----- RECORDS SUPPLIED -----

//! CLI commands for droidlink
//!
//! Provides command-line interface functionality for automation and scripting.

use std::time::Duration;

use anyhow::Result;
use tracing::info;

use droidlink_core::BridgeConfig;
use droidlink_emulator_bridge::{AdbClient, EmulatorLauncher, LaunchOptions};

/// Open a session, bound to `serial` or to the first connected device
async fn session(config: &BridgeConfig, serial: Option<&str>) -> Result<AdbClient> {
    let mut adb = AdbClient::from_config(config)?;
    match serial {
        Some(serial) => adb.set_device_id(serial),
        None => {
            let devices = adb.connected_devices().await?;
            if let Some(device) = devices.first() {
                adb.select_device(device);
            }
        }
    }
    Ok(adb)
}

/// Device list command
pub struct DevicesCommand {
    pub all: bool,
    pub json: bool,
}

impl DevicesCommand {
    /// List connected devices
    pub async fn execute(&self, config: &BridgeConfig) -> Result<()> {
        let adb = AdbClient::from_config(config)?;
        let devices = if self.all {
            adb.list_all_devices().await?
        } else {
            adb.list_devices().await?
        };

        if self.json {
            println!("{}", serde_json::to_string_pretty(&devices)?);
        } else if devices.is_empty() {
            println!("No devices connected");
        } else {
            println!("Connected devices:");
            for device in devices {
                match device.emulator_port {
                    Some(port) => println!("  {} - {} (console {})", device.id, device.state.as_str(), port),
                    None => println!("  {} - {}", device.id, device.state.as_str()),
                }
            }
        }

        Ok(())
    }
}

/// AVD list command
pub struct AvdsCommand {
    pub json: bool,
}

impl AvdsCommand {
    pub async fn execute(&self, config: &BridgeConfig) -> Result<()> {
        let avds = EmulatorLauncher::new(config).list_avds().await?;

        if self.json {
            println!("{}", serde_json::to_string_pretty(&avds)?);
        } else if avds.is_empty() {
            println!("No AVDs configured");
        } else {
            println!("Available AVDs:");
            for avd in avds {
                match avd.api_level {
                    Some(api) => println!("  {} - {} (API {})", avd.name, avd.display_name, api),
                    None => println!("  {} - {}", avd.name, avd.display_name),
                }
            }
        }

        Ok(())
    }
}

/// Emulator launch command
pub struct LaunchCommand {
    pub avd: String,
    pub language: Option<String>,
    pub locale: Option<String>,
    pub args: Option<String>,
    pub no_window: bool,
    pub check: bool,
    /// Stay attached until the emulator exits
    pub attach: bool,
}

impl LaunchCommand {
    /// Launch the AVD and wait for it to boot
    pub async fn execute(&self, config: &BridgeConfig) -> Result<()> {
        let mut options = LaunchOptions::from_config(&config.emulator);
        options.language = self.language.clone();
        options.locale = self.locale.clone();
        options.no_window = self.no_window;
        options.check_avd = self.check;
        if let Some(ref args) = self.args {
            options = options.args_from_str(args);
        }

        let mut adb = AdbClient::from_config(config)?;
        let launcher = EmulatorLauncher::new(config);
        let mut process = launcher.launch(&mut adb, &self.avd, options).await?;

        println!(
            "Emulator {} ready as {}",
            self.avd,
            adb.device_id().unwrap_or("(unknown)")
        );

        if self.attach {
            info!("Attached to {} (pid {:?})", process.avd_name, process.pid());
            let code = process.wait().await?;
            info!("Emulator exited with {:?}", code);
        }

        Ok(())
    }
}

/// Wait-for-device command
pub struct WaitCommand {
    pub serial: Option<String>,
    pub timeout_secs: u64,
}

impl WaitCommand {
    pub async fn execute(&self, config: &BridgeConfig) -> Result<()> {
        let mut adb = AdbClient::from_config(config)?;
        if let Some(ref serial) = self.serial {
            adb.set_device_id(serial);
        }

        adb.wait_for_device(Duration::from_secs(self.timeout_secs))
            .await?;
        println!("Device ready");
        Ok(())
    }
}

/// Soft reboot command
pub struct RebootCommand {
    pub serial: Option<String>,
}

impl RebootCommand {
    pub async fn execute(&self, config: &BridgeConfig) -> Result<()> {
        let adb = session(config, self.serial.as_deref()).await?;
        adb.reboot().await?;
        println!("Reboot complete");
        Ok(())
    }
}

/// Shell command
pub struct ShellCommand {
    pub serial: String,
    pub args: Vec<String>,
}

impl ShellCommand {
    pub async fn execute(&self, config: &BridgeConfig) -> Result<()> {
        let adb = session(config, Some(&self.serial)).await?;
        let args: Vec<&str> = self.args.iter().map(String::as_str).collect();
        let output = adb.shell(&args).await?;
        println!("{}", output);
        Ok(())
    }
}

/// Remote directory listing command
pub struct LsCommand {
    pub serial: String,
    pub path: String,
}

impl LsCommand {
    pub async fn execute(&self, config: &BridgeConfig) -> Result<()> {
        let adb = session(config, Some(&self.serial)).await?;
        for entry in adb.ls(&self.path).await? {
            println!("{}", entry);
        }
        Ok(())
    }
}

/// Kill every emulator on this host
pub struct KillAllCommand;

impl KillAllCommand {
    pub async fn execute(&self, config: &BridgeConfig) -> Result<()> {
        EmulatorLauncher::new(config).kill_all().await?;
        println!("All emulators killed");
        Ok(())
    }
}
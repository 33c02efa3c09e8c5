//! Emulator Console
//!
//! Sends commands to the telnet console each emulator exposes on its port.

use std::path::PathBuf;
use std::time::Duration;

use async_trait::async_trait;
use tokio::io::{AsyncBufReadExt, AsyncWriteExt, BufReader, Lines};
use tokio::net::tcp::OwnedReadHalf;
use tokio::net::TcpStream;
use tracing::debug;

use droidlink_core::{Error, Result};

/// Sends one command to an emulator console and returns its answer
#[async_trait]
pub trait EmulatorConsole: Send + Sync {
    async fn send_command(&self, port: u16, command: &str) -> Result<String>;
}

/// Console client over a local TCP connection
#[derive(Debug, Clone)]
pub struct TelnetConsole {
    host: String,
    timeout: Duration,
    auth_token_path: Option<PathBuf>,
}

impl TelnetConsole {
    pub fn new(timeout: Duration) -> Self {
        Self {
            host: "127.0.0.1".to_string(),
            timeout,
            auth_token_path: dirs::home_dir().map(|h| h.join(".emulator_console_auth_token")),
        }
    }

    pub fn with_auth_token_path(mut self, path: Option<PathBuf>) -> Self {
        self.auth_token_path = path;
        self
    }

    async fn auth_token(&self) -> Result<String> {
        let path = self
            .auth_token_path
            .as_ref()
            .ok_or_else(|| Error::Console("authentication required but no token file".into()))?;
        let token = tokio::fs::read_to_string(path).await?;
        Ok(token.trim().to_string())
    }

    async fn exchange(&self, port: u16, command: &str) -> Result<String> {
        let stream = TcpStream::connect((self.host.as_str(), port)).await?;
        let (read, mut write) = stream.into_split();
        let mut lines = BufReader::new(read).lines();

        let banner = read_reply(&mut lines).await?;
        if banner.iter().any(|line| line.contains("Authentication required")) {
            let token = self.auth_token().await?;
            write.write_all(format!("auth {}\r\n", token).as_bytes()).await?;
            read_reply(&mut lines).await?;
        }

        debug!("console {} <- {}", port, command);
        write.write_all(format!("{}\r\n", command).as_bytes()).await?;
        let reply = read_reply(&mut lines).await?;
        let _ = write.write_all(b"quit\r\n").await;

        Ok(reply
            .into_iter()
            .rev()
            .find(|line| !line.is_empty())
            .unwrap_or_default())
    }
}

/// Collect lines up to the terminating `OK`; `KO` is an error.
async fn read_reply(lines: &mut Lines<BufReader<OwnedReadHalf>>) -> Result<Vec<String>> {
    let mut reply = Vec::new();
    while let Some(line) = lines.next_line().await? {
        let line = line.trim().to_string();
        if line == "OK" {
            return Ok(reply);
        }
        if let Some(message) = line.strip_prefix("KO") {
            return Err(Error::Console(message.trim_start_matches(':').trim().to_string()));
        }
        reply.push(line);
    }
    Err(Error::Console("console closed the connection".into()))
}

#[async_trait]
impl EmulatorConsole for TelnetConsole {
    async fn send_command(&self, port: u16, command: &str) -> Result<String> {
        match tokio::time::timeout(self.timeout, self.exchange(port, command)).await {
            Ok(reply) => reply,
            Err(_) => Err(Error::Console(format!(
                "'{}' on port {} timed out after {}ms",
                command,
                port,
                self.timeout.as_millis()
            ))),
        }
    }
}

#[cfg(test)]
mod tests {
    use super::*;
    use tokio::net::TcpListener;

    async fn fake_console(banner: &'static str, answers: Vec<&'static str>) -> u16 {
        let listener = TcpListener::bind("127.0.0.1:0").await.unwrap();
        let port = listener.local_addr().unwrap().port();
        tokio::spawn(async move {
            let (stream, _) = listener.accept().await.unwrap();
            let (read, mut write) = stream.into_split();
            let mut lines = BufReader::new(read).lines();
            write.write_all(banner.as_bytes()).await.unwrap();
            for answer in answers {
                if lines.next_line().await.unwrap().is_none() {
                    return;
                }
                write.write_all(answer.as_bytes()).await.unwrap();
            }
        });
        port
    }

    #[tokio::test]
    async fn test_avd_name_without_auth() {
        let port = fake_console(
            "Android Console: type 'help' for a list of commands\r\nOK\r\n",
            vec!["Pixel_6_API_33\r\nOK\r\n"],
        )
        .await;

        let console = TelnetConsole::new(Duration::from_secs(5));
        let name = console.send_command(port, "avd name").await.unwrap();
        assert_eq!(name, "Pixel_6_API_33");
    }

    #[tokio::test]
    async fn test_avd_name_with_auth() {
        let token_path = std::env::temp_dir().join(format!("droidlink-token-{}", std::process::id()));
        tokio::fs::write(&token_path, "s3cret\n").await.unwrap();

        let port = fake_console(
            "Android Console: Authentication required\r\nOK\r\n",
            vec!["Android Console: type 'help' for a list of commands\r\nOK\r\n", "Nexus_5X\r\nOK\r\n"],
        )
        .await;

        let console = TelnetConsole::new(Duration::from_secs(5)).with_auth_token_path(Some(token_path.clone()));
        let name = console.send_command(port, "avd name").await.unwrap();
        assert_eq!(name, "Nexus_5X");

        tokio::fs::remove_file(&token_path).await.unwrap();
    }

    #[tokio::test]
    async fn test_ko_reply_is_console_error() {
        let port = fake_console("OK\r\n", vec!["KO: unknown command\r\n"]).await;

        let console = TelnetConsole::new(Duration::from_secs(5));
        let err = console.send_command(port, "avd nme").await.unwrap_err();
        assert!(matches!(err, Error::Console(ref m) if m == "unknown command"));
    }
}
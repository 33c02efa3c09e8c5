//! droidlink - adb session and emulator lifecycle tool
//!
//! Lists devices, launches AVDs and waits for them to boot, and runs
//! commands against a selected device with automatic bridge recovery.

use std::path::PathBuf;

use anyhow::Result;
use clap::{Parser, Subcommand};
use tracing::{debug, info};
use tracing_subscriber::EnvFilter;

use droidlink::commands::{
    AvdsCommand, DevicesCommand, KillAllCommand, LaunchCommand, LsCommand, RebootCommand,
    ShellCommand, WaitCommand,
};
use droidlink_core::{BridgeConfig, Error};

#[derive(Parser)]
#[command(name = "droidlink")]
#[command(about = "Resilient adb session and emulator lifecycle management")]
#[command(version)]
struct Cli {
    /// Config file (defaults to the platform config directory)
    #[arg(long, global = true)]
    config: Option<PathBuf>,

    #[command(subcommand)]
    command: Commands,
}

#[derive(Subcommand)]
enum Commands {
    /// List connected devices
    Devices {
        /// Include offline devices
        #[arg(long)]
        all: bool,

        /// Print as JSON
        #[arg(long)]
        json: bool,
    },

    /// List configured AVDs
    Avds {
        /// Print as JSON
        #[arg(long)]
        json: bool,
    },

    /// Launch an AVD and wait until it has booted
    Launch {
        /// AVD name (a leading '@' is accepted)
        avd: String,

        /// Device language (e.g. en)
        #[arg(long)]
        language: Option<String>,

        /// Device country (e.g. US)
        #[arg(long)]
        locale: Option<String>,

        /// Extra emulator arguments, whitespace separated
        #[arg(long, allow_hyphen_values = true)]
        args: Option<String>,

        /// Run without a window
        #[arg(long)]
        no_window: bool,

        /// Fail early if the AVD does not exist
        #[arg(long)]
        check: bool,

        /// Stay attached until the emulator exits
        #[arg(long)]
        attach: bool,
    },

    /// Wait until a device is connected and responsive
    Wait {
        /// Device serial
        #[arg(short, long)]
        serial: Option<String>,

        /// Timeout in seconds
        #[arg(short, long, default_value_t = 30)]
        timeout: u64,
    },

    /// Restart Android on a device and wait for boot completion
    Reboot {
        /// Device serial (defaults to the first connected device)
        #[arg(short, long)]
        serial: Option<String>,
    },

    /// Run a shell command on a device
    Shell {
        /// Device serial
        serial: String,

        /// Command and arguments
        #[arg(last = true, required = true)]
        args: Vec<String>,
    },

    /// List a directory on a device
    Ls {
        /// Device serial
        serial: String,

        /// Remote path
        path: String,
    },

    /// Kill every emulator process on this host
    KillAll,
}

#[tokio::main]
async fn main() -> Result<()> {
    tracing_subscriber::fmt()
        .with_env_filter(EnvFilter::try_from_default_env().unwrap_or_else(|_| EnvFilter::new("info")))
        .with_target(false)
        .init();

    let cli = Cli::parse();
    let config = match cli.config {
        Some(ref path) => BridgeConfig::load_from(path).await?,
        None => BridgeConfig::load().await?,
    };
    debug!("Config: {:?}", config);
    info!("droidlink v{}", droidlink::VERSION);

    let result = match cli.command {
        Commands::Devices { all, json } => DevicesCommand { all, json }.execute(&config).await,
        Commands::Avds { json } => AvdsCommand { json }.execute(&config).await,
        Commands::Launch {
            avd,
            language,
            locale,
            args,
            no_window,
            check,
            attach,
        } => {
            LaunchCommand {
                avd,
                language,
                locale,
                args,
                no_window,
                check,
                attach,
            }
            .execute(&config)
            .await
        }
        Commands::Wait { serial, timeout } => {
            WaitCommand {
                serial,
                timeout_secs: timeout,
            }
            .execute(&config)
            .await
        }
        Commands::Reboot { serial } => RebootCommand { serial }.execute(&config).await,
        Commands::Shell { serial, args } => ShellCommand { serial, args }.execute(&config).await,
        Commands::Ls { serial, path } => LsCommand { serial, path }.execute(&config).await,
        Commands::KillAll => KillAllCommand.execute(&config).await,
    };

    result.map_err(|e| match e.downcast::<Error>() {
        Ok(err) => anyhow::anyhow!(err.user_message()),
        Err(other) => other,
    })
}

-----

**EXERCISE DIRECTIONS**.
The answer should be an exact copy of the lines from the one containing "result.map_err(|e| match e.downcast::<Error>()" through the last line of the entries, both included.

**RESULT FOR THIS EXERCISE**.
    result.map_err(|e| match e.downcast::<Error>() {
        Ok(err) => anyhow::anyhow!(err.user_message()),
        Err(other) => other,
    })
}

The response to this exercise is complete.